RANDOM_STATES = [0, 1, 2, 3, 4, 5, 6, 7, 8, 9]
LR_GRID = [0.001, 0.003, 0.01]
THRESH_GRID = [round(t, 2) for t in np.linspace(0.05, 0.95, 19)]
PRIMARY_METRIC = 'macro_f1'

# Simple URL pattern, aligned with the cleaning pipeline: strip http(s), www, and t.me links.
URL_PATTERN = re.compile(r'(?:https?://|http://|www\.[^\s]*|t\.me/[^\s]*)', flags=re.IGNORECASE)

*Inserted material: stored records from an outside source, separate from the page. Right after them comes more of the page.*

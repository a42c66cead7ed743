//! Trait seams: the storage contracts implemented by `fieldsync-store` and
//! the remote client injected by the collaborator layer.

mod remote;
mod storage;

pub use remote::RemoteClient;
pub use storage::{
    IBlobStore, ICacheSlots, IIdentityMap, ILocalStore, IOperationLog, IRecordStore,
};
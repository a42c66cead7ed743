//! Entity records: the caller-defined payload plus the bookkeeping the sync
//! engine needs. Records are never silently deleted; deletion is itself a
//! queued operation.

use chrono::{DateTime, Utc};
use serde::{Deserialize, Serialize};
use serde_json::Value;

use crate::id::EntityId;

/// Where a record stands relative to the system of record.
#[derive(Debug, Clone, Copy, PartialEq, Eq, Serialize, Deserialize)]
#[serde(rename_all = "snake_case")]
pub enum RecordLifecycle {
    /// Exists only on this device.
    LocalOnly,
    /// At least one operation for it has been dispatched.
    Uploading,
    /// Its creation has been acknowledged remotely.
    Uploaded,
    /// A subsequent successful operation confirmed the remote state.
    Verified,
}

impl RecordLifecycle {
    pub fn as_str(&self) -> &'static str {
        match self {
            Self::LocalOnly => "local_only",
            Self::Uploading => "uploading",
            Self::Uploaded => "uploaded",
            Self::Verified => "verified",
        }
    }

    pub fn parse(s: &str) -> Option<Self> {
        match s {
            "local_only" => Some(Self::LocalOnly),
            "uploading" => Some(Self::Uploading),
            "uploaded" => Some(Self::Uploaded),
            "verified" => Some(Self::Verified),
            _ => None,
        }
    }
}

/// Context recorded when an operation for this record reaches terminal
/// failure, so the collaborator layer can show a per-item indicator instead
/// of silently losing data.
#[derive(Debug, Clone, PartialEq, Eq, Serialize, Deserialize)]
pub struct SyncFailure {
    pub message: String,
    pub attempts: u32,
    pub failed_at: DateTime<Utc>,
}

/// A locally stored entity: opaque payload plus sync bookkeeping.
#[derive(Debug, Clone, Serialize, Deserialize)]
pub struct EntityRecord {
    /// Current canonical id. Temporary until the first CREATE syncs, then
    /// rewritten to the remote id.
    pub entity_id: EntityId,
    /// Which remote collection the entity belongs to.
    pub entity_type: String,
    /// Tenant / grouping key.
    pub service_id: String,
    /// Caller-defined field map. Opaque to the engine.
    pub payload: Value,
    pub lifecycle: RecordLifecycle,
    pub sync_error: Option<SyncFailure>,
    pub created_at: DateTime<Utc>,
    pub updated_at: DateTime<Utc>,
}

impl EntityRecord {
    pub fn new(
        entity_id: EntityId,
        entity_type: impl Into<String>,
        service_id: impl Into<String>,
        payload: Value,
    ) -> Self {
        let now = Utc::now();
        Self {
            entity_id,
            entity_type: entity_type.into(),
            service_id: service_id.into(),
            payload,
            lifecycle: RecordLifecycle::LocalOnly,
            sync_error: None,
            created_at: now,
            updated_at: now,
        }
    }

    /// Apply a local edit. Field-level last-writer-wins: when both the
    /// current payload and the patch are JSON objects the patch keys are
    /// merged in, otherwise the patch replaces the payload wholesale.
    pub fn merge_payload(&mut self, patch: &Value) {
        match (&mut self.payload, patch) {
            (Value::Object(current), Value::Object(incoming)) => {
                for (key, value) in incoming {
                    current.insert(key.clone(), value.clone());
                }
            }
            (current, incoming) => *current = incoming.clone(),
        }
        self.updated_at = Utc::now();
    }
}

def strip_urls(text: str) -> str:
    if not isinstance(text, str):
        return ""
    # Replace URLs with a space so they don't appear in the text features.
    return URL_PATTERN.sub(' ', text)

def _stack_features(a, b):
    if sparse.issparse(a):
        return sparse.vstack([a, b])
    return np.vstack([a, b])

def build_text_features(train_df, val_df, test_df):
    # URL-masked text: remove URLs from the message field before vectorization.
    def _preprocess(df):
        return df['message'].astype(str).apply(strip_urls)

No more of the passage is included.